> [DATA FOR REVIEW]
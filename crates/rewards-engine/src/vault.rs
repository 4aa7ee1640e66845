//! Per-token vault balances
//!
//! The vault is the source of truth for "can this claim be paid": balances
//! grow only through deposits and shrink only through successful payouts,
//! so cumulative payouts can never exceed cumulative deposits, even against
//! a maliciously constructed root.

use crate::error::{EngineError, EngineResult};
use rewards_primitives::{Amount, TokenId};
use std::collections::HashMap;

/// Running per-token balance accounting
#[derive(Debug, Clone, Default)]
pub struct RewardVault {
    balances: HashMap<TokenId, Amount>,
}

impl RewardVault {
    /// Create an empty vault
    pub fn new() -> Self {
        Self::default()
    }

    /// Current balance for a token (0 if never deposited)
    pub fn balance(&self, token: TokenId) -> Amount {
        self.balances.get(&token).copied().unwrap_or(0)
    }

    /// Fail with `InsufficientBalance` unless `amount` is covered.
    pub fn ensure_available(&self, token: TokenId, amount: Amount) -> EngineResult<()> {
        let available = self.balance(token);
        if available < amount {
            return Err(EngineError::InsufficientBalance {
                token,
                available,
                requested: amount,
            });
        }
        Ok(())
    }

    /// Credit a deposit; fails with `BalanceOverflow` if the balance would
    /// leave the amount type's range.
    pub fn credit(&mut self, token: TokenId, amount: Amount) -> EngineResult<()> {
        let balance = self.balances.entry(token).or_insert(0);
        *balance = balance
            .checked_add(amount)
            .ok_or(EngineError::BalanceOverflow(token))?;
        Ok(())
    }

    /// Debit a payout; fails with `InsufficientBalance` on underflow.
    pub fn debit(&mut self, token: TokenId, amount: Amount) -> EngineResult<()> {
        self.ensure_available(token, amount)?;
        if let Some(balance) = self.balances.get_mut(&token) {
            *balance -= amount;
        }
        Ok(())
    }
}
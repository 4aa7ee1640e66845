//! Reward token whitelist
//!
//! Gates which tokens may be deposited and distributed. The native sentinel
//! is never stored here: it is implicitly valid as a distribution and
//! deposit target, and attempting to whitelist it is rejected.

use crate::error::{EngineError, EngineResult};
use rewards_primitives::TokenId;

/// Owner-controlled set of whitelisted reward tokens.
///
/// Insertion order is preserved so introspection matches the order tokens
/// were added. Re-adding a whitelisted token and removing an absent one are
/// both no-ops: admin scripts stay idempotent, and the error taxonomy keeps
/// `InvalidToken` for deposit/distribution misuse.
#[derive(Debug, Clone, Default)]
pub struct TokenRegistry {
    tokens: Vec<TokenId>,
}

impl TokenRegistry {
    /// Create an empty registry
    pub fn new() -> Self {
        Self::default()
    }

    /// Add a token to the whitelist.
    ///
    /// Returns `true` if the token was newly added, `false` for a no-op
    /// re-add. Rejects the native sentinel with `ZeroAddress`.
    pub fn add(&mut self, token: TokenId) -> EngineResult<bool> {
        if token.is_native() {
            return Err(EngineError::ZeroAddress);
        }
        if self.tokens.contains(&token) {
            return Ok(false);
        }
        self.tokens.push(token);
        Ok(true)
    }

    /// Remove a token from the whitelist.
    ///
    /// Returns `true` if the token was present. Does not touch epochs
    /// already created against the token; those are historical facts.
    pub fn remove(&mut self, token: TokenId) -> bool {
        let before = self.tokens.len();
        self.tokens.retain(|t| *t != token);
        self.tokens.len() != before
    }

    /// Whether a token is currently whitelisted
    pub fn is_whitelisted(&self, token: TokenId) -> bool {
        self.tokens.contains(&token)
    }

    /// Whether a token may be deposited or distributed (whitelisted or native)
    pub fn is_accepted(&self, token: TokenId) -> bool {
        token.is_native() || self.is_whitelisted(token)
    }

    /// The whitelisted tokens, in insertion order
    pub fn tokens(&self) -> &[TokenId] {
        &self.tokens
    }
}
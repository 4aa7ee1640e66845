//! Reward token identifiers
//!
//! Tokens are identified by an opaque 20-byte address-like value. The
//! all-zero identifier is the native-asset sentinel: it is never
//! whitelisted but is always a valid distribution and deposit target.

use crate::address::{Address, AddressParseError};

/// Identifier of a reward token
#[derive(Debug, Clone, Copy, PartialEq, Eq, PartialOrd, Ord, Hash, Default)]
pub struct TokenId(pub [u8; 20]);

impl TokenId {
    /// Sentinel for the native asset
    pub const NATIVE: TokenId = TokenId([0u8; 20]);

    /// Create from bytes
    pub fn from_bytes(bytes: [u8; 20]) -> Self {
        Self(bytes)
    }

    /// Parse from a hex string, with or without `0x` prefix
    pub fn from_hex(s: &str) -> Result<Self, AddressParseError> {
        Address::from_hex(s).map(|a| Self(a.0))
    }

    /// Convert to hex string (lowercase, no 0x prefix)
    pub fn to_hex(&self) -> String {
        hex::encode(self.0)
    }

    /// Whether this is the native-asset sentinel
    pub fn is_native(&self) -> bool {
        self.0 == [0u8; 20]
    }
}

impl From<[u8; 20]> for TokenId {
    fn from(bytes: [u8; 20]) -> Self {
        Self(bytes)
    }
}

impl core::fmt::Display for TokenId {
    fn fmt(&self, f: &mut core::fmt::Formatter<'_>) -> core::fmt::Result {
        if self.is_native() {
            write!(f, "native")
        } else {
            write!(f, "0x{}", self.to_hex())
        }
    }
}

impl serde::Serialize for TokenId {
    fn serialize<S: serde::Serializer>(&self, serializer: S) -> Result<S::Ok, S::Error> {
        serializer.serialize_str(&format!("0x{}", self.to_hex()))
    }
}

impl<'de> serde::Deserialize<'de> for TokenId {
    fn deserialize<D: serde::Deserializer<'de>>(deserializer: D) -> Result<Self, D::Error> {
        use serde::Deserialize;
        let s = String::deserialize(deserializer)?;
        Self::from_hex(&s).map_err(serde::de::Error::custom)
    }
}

> [WORK REQUEST]
Transcribe the data above in full, keeping every word as it is.

> [RESPONSE]
filename crates/rewards-engine/src/vault.rs
repository 4aa7ee1640e66845
//! Per-token vault balances
//!
//! The vault is the source of truth for "can this claim be paid": balances
//! grow only through deposits and shrink only through successful payouts,
//! so cumulative payouts can never exceed cumulative deposits, even against
//! a maliciously constructed root.

use crate::error::{EngineError, EngineResult};
use rewards_primitives::{Amount, TokenId};
use std::collections::HashMap;

/// Running per-token balance accounting
#[derive(Debug, Clone, Default)]
pub struct RewardVault {
    balances: HashMap<TokenId, Amount>,
}

impl RewardVault {
    /// Create an empty vault
    pub fn new() -> Self {
        Self::default()
    }

    /// Current balance for a token (0 if never deposited)
    pub fn balance(&self, token: TokenId) -> Amount {
        self.balances.get(&token).copied().unwrap_or(0)
    }

    /// Fail with `InsufficientBalance` unless `amount` is covered.
    pub fn ensure_available(&self, token: TokenId, amount: Amount) -> EngineResult<()> {
        let available = self.balance(token);
        if available < amount {
            return Err(EngineError::InsufficientBalance {
                token,
                available,
                requested: amount,
            });
        }
        Ok(())
    }

    /// Credit a deposit; fails with `BalanceOverflow` if the balance would
    /// leave the amount type's range.
    pub fn credit(&mut self, token: TokenId, amount: Amount) -> EngineResult<()> {
        let balance = self.balances.entry(token).or_insert(0);
        *balance = balance
            .checked_add(amount)
            .ok_or(EngineError::BalanceOverflow(token))?;
        Ok(())
    }

    /// Debit a payout; fails with `InsufficientBalance` on underflow.
    pub fn debit(&mut self, token: TokenId, amount: Amount) -> EngineResult<()> {
        self.ensure_available(token, amount)?;
        if let Some(balance) = self.balances.get_mut(&token) {
            *balance -= amount;
        }
        Ok(())
    }
}
repository 4aa7ee1640e66845
//! Reward token whitelist
//!
//! Gates which tokens may be deposited and distributed. The native sentinel
//! is never stored here: it is implicitly valid as a distribution and
//! deposit target, and attempting to whitelist it is rejected.

use crate::error::{EngineError, EngineResult};
use rewards_primitives::TokenId;

/// Owner-controlled set of whitelisted reward tokens.
///
/// Insertion order is preserved so introspection matches the order tokens
/// were added. Re-adding a whitelisted token and removing an absent one are
/// both no-ops: admin scripts stay idempotent, and the error taxonomy keeps
/// `InvalidToken` for deposit/distribution misuse.
#[derive(Debug, Clone, Default)]
pub struct TokenRegistry {
    tokens: Vec<TokenId>,
}

impl TokenRegistry {
    /// Create an empty registry
    pub fn new() -> Self {
        Self::default()
    }

    /// Add a token to the whitelist.
    ///
    /// Returns `true` if the token was newly added, `false` for a no-op
    /// re-add. Rejects the native sentinel with `ZeroAddress`.
    pub fn add(&mut self, token: TokenId) -> EngineResult<bool> {
        if token.is_native() {
            return Err(EngineError::ZeroAddress);
        }
        if self.tokens.contains(&token) {
            return Ok(false);
        }
        self.tokens.push(token);
        Ok(true)
    }

    /// Remove a token from the whitelist.
    ///
    /// Returns `true` if the token was present. Does not touch epochs
    /// already created against the token; those are historical facts.
    pub fn remove(&mut self, token: TokenId) -> bool {
        let before = self.tokens.len();
        self.tokens.retain(|t| *t != token);
        self.tokens.len() != before
    }

    /// Whether a token is currently whitelisted
    pub fn is_whitelisted(&self, token: TokenId) -> bool {
        self.tokens.contains(&token)
    }

    /// Whether a token may be deposited or distributed (whitelisted or native)
    pub fn is_accepted(&self, token: TokenId) -> bool {
        token.is_native() || self.is_whitelisted(token)
    }

    /// The whitelisted tokens, in insertion order
    pub fn tokens(&self) -> &[TokenId] {
        &self.tokens
    }
}
repository 4aa7ee1640e66845
//! Reward token identifiers
//!
//! Tokens are identified by an opaque 20-byte address-like value. The
//! all-zero identifier is the native-asset sentinel: it is never
//! whitelisted but is always a valid distribution and deposit target.

use crate::address::{Address, AddressParseError};

/// Identifier of a reward token
#[derive(Debug, Clone, Copy, PartialEq, Eq, PartialOrd, Ord, Hash, Default)]
pub struct TokenId(pub [u8; 20]);

impl TokenId {
    /// Sentinel for the native asset
    pub const NATIVE: TokenId = TokenId([0u8; 20]);

    /// Create from bytes
    pub fn from_bytes(bytes: [u8; 20]) -> Self {
        Self(bytes)
    }

    /// Parse from a hex string, with or without `0x` prefix
    pub fn from_hex(s: &str) -> Result<Self, AddressParseError> {
        Address::from_hex(s).map(|a| Self(a.0))
    }

    /// Convert to hex string (lowercase, no 0x prefix)
    pub fn to_hex(&self) -> String {
        hex::encode(self.0)
    }

    /// Whether this is the native-asset sentinel
    pub fn is_native(&self) -> bool {
        self.0 == [0u8; 20]
    }
}

impl From<[u8; 20]> for TokenId {
    fn from(bytes: [u8; 20]) -> Self {
        Self(bytes)
    }
}

impl core::fmt::Display for TokenId {
    fn fmt(&self, f: &mut core::fmt::Formatter<'_>) -> core::fmt::Result {
        if self.is_native() {
            write!(f, "native")
        } else {
            write!(f, "0x{}", self.to_hex())
        }
    }
}

impl serde::Serialize for TokenId {
    fn serialize<S: serde::Serializer>(&self, serializer: S) -> Result<S::Ok, S::Error> {
        serializer.serialize_str(&format!("0x{}", self.to_hex()))
    }
}

impl<'de> serde::Deserialize<'de> for TokenId {
    fn deserialize<D: serde::Deserializer<'de>>(deserializer: D) -> Result<Self, D::Error> {
        use serde::Deserialize;
        let s = String::deserialize(deserializer)?;
        Self::from_hex(&s).map_err(serde::de::Error::custom)
    }
}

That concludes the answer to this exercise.